**Instructions for the task**
For the entries that follow, restate word for word the line containing "impl Default for", the line containing "fn applies(&self, descriptor: &Descriptor)", and every line that lies between them.

**Provided entries**
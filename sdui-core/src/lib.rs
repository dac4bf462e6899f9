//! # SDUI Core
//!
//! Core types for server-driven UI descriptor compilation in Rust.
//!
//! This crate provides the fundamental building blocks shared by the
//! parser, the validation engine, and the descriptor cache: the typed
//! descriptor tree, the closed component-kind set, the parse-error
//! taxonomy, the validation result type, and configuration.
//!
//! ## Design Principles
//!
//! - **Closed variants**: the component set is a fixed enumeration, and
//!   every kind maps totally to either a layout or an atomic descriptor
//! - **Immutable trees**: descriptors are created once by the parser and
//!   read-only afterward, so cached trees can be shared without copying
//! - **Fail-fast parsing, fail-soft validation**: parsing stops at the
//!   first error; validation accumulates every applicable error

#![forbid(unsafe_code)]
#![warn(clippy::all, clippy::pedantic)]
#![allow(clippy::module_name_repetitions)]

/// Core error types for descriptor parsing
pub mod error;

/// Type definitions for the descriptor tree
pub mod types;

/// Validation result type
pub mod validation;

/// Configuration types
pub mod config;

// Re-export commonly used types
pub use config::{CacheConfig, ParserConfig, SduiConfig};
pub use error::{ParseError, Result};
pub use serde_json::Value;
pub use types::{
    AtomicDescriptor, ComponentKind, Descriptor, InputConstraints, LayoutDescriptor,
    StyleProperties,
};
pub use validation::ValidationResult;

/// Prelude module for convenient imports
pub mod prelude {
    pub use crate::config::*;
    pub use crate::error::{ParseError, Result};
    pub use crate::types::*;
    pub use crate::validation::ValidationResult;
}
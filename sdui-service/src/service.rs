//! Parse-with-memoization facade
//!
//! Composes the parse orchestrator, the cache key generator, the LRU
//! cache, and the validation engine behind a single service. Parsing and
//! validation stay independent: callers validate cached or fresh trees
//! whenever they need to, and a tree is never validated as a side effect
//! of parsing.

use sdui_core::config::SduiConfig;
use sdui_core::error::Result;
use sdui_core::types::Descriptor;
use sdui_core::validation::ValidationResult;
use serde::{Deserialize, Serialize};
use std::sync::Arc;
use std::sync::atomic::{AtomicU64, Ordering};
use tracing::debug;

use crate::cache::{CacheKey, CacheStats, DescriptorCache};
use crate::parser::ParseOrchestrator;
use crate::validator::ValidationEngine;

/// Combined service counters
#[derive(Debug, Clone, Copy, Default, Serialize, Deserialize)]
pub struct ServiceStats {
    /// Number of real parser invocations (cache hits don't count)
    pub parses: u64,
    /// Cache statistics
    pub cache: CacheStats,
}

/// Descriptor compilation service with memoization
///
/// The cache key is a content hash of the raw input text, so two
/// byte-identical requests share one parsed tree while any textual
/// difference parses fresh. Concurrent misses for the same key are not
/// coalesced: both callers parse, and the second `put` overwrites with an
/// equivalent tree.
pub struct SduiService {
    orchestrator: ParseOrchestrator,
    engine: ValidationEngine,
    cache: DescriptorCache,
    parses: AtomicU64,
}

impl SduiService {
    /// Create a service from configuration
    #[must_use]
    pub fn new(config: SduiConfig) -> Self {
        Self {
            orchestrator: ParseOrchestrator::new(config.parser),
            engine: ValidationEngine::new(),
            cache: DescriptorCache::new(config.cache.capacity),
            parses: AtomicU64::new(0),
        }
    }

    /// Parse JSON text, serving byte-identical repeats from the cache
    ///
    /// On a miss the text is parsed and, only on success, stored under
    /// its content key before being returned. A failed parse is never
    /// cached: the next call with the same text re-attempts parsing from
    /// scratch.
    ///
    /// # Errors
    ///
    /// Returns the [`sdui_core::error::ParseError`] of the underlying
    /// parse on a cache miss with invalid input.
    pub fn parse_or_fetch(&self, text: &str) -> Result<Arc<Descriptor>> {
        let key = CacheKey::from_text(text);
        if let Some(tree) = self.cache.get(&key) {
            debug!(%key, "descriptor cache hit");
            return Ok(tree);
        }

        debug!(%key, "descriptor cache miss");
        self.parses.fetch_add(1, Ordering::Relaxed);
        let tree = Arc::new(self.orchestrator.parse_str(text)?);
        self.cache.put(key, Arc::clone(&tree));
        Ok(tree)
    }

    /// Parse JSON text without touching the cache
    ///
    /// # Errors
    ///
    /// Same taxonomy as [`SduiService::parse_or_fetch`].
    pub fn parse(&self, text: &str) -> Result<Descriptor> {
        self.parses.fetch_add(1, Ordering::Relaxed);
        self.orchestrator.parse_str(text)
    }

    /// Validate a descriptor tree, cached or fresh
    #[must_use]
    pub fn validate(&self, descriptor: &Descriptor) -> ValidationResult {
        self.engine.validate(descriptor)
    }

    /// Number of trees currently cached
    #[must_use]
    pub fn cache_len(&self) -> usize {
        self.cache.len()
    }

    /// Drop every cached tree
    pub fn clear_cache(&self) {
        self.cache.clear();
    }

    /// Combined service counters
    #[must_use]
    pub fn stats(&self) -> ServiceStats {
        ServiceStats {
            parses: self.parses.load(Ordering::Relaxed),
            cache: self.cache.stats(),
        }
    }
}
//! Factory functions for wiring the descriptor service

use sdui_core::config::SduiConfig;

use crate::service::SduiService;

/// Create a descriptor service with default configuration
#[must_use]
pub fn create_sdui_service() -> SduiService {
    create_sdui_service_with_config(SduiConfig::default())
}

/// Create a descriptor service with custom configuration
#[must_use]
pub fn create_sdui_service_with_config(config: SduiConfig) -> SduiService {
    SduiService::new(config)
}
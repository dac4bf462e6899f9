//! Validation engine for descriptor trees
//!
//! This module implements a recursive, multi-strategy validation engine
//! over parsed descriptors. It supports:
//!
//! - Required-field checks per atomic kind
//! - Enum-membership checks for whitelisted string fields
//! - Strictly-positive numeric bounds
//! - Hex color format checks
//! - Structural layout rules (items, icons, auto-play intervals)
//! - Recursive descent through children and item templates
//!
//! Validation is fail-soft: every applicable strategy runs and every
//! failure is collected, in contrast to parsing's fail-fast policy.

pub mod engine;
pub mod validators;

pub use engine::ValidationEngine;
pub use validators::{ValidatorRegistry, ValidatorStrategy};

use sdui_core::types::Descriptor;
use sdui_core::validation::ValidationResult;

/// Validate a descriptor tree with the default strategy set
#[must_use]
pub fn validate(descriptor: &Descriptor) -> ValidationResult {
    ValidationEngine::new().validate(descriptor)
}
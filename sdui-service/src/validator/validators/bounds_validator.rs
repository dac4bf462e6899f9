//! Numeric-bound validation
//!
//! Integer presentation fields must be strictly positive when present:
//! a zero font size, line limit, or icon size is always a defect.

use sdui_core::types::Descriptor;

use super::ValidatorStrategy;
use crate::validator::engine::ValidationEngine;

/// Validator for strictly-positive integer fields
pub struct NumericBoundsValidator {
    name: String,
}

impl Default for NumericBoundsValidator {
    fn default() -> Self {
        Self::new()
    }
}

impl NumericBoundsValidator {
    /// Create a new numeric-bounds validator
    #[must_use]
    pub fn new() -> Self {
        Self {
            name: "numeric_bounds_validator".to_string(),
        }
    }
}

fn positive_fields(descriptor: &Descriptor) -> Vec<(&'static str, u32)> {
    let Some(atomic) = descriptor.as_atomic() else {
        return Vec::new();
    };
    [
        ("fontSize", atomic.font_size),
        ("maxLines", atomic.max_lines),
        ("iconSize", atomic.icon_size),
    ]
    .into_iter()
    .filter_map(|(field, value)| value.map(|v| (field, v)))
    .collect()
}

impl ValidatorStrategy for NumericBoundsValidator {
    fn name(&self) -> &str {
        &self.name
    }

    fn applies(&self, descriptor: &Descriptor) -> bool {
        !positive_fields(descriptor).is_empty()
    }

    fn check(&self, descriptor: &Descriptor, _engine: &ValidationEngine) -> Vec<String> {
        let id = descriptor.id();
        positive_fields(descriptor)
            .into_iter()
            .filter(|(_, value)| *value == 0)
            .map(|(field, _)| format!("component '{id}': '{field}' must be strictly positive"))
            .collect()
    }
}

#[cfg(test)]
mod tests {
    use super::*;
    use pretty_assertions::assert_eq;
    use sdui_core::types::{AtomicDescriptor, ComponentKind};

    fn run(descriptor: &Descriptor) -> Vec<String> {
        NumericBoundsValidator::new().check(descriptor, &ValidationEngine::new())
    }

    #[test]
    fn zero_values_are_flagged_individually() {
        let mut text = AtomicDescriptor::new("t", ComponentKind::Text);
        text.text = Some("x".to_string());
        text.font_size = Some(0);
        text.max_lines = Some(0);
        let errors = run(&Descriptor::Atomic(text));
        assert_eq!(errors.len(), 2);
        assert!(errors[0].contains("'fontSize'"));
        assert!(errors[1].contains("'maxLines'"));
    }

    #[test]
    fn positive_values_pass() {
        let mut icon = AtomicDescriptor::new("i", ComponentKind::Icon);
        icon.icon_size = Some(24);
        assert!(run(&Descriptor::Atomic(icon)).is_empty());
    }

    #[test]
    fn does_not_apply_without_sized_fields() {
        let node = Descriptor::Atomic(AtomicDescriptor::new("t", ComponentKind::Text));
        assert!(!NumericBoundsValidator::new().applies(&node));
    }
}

**Finished task**
impl Default for NumericBoundsValidator {
    fn default() -> Self {
        Self::new()
    }
}

impl NumericBoundsValidator {
    /// Create a new numeric-bounds validator
    #[must_use]
    pub fn new() -> Self {
        Self {
            name: "numeric_bounds_validator".to_string(),
        }
    }
}

fn positive_fields(descriptor: &Descriptor) -> Vec<(&'static str, u32)> {
    let Some(atomic) = descriptor.as_atomic() else {
        return Vec::new();
    };
    [
        ("fontSize", atomic.font_size),
        ("maxLines", atomic.max_lines),
        ("iconSize", atomic.icon_size),
    ]
    .into_iter()
    .filter_map(|(field, value)| value.map(|v| (field, v)))
    .collect()
}

impl ValidatorStrategy for NumericBoundsValidator {
    fn name(&self) -> &str {
        &self.name
    }

    fn applies(&self, descriptor: &Descriptor) -> bool {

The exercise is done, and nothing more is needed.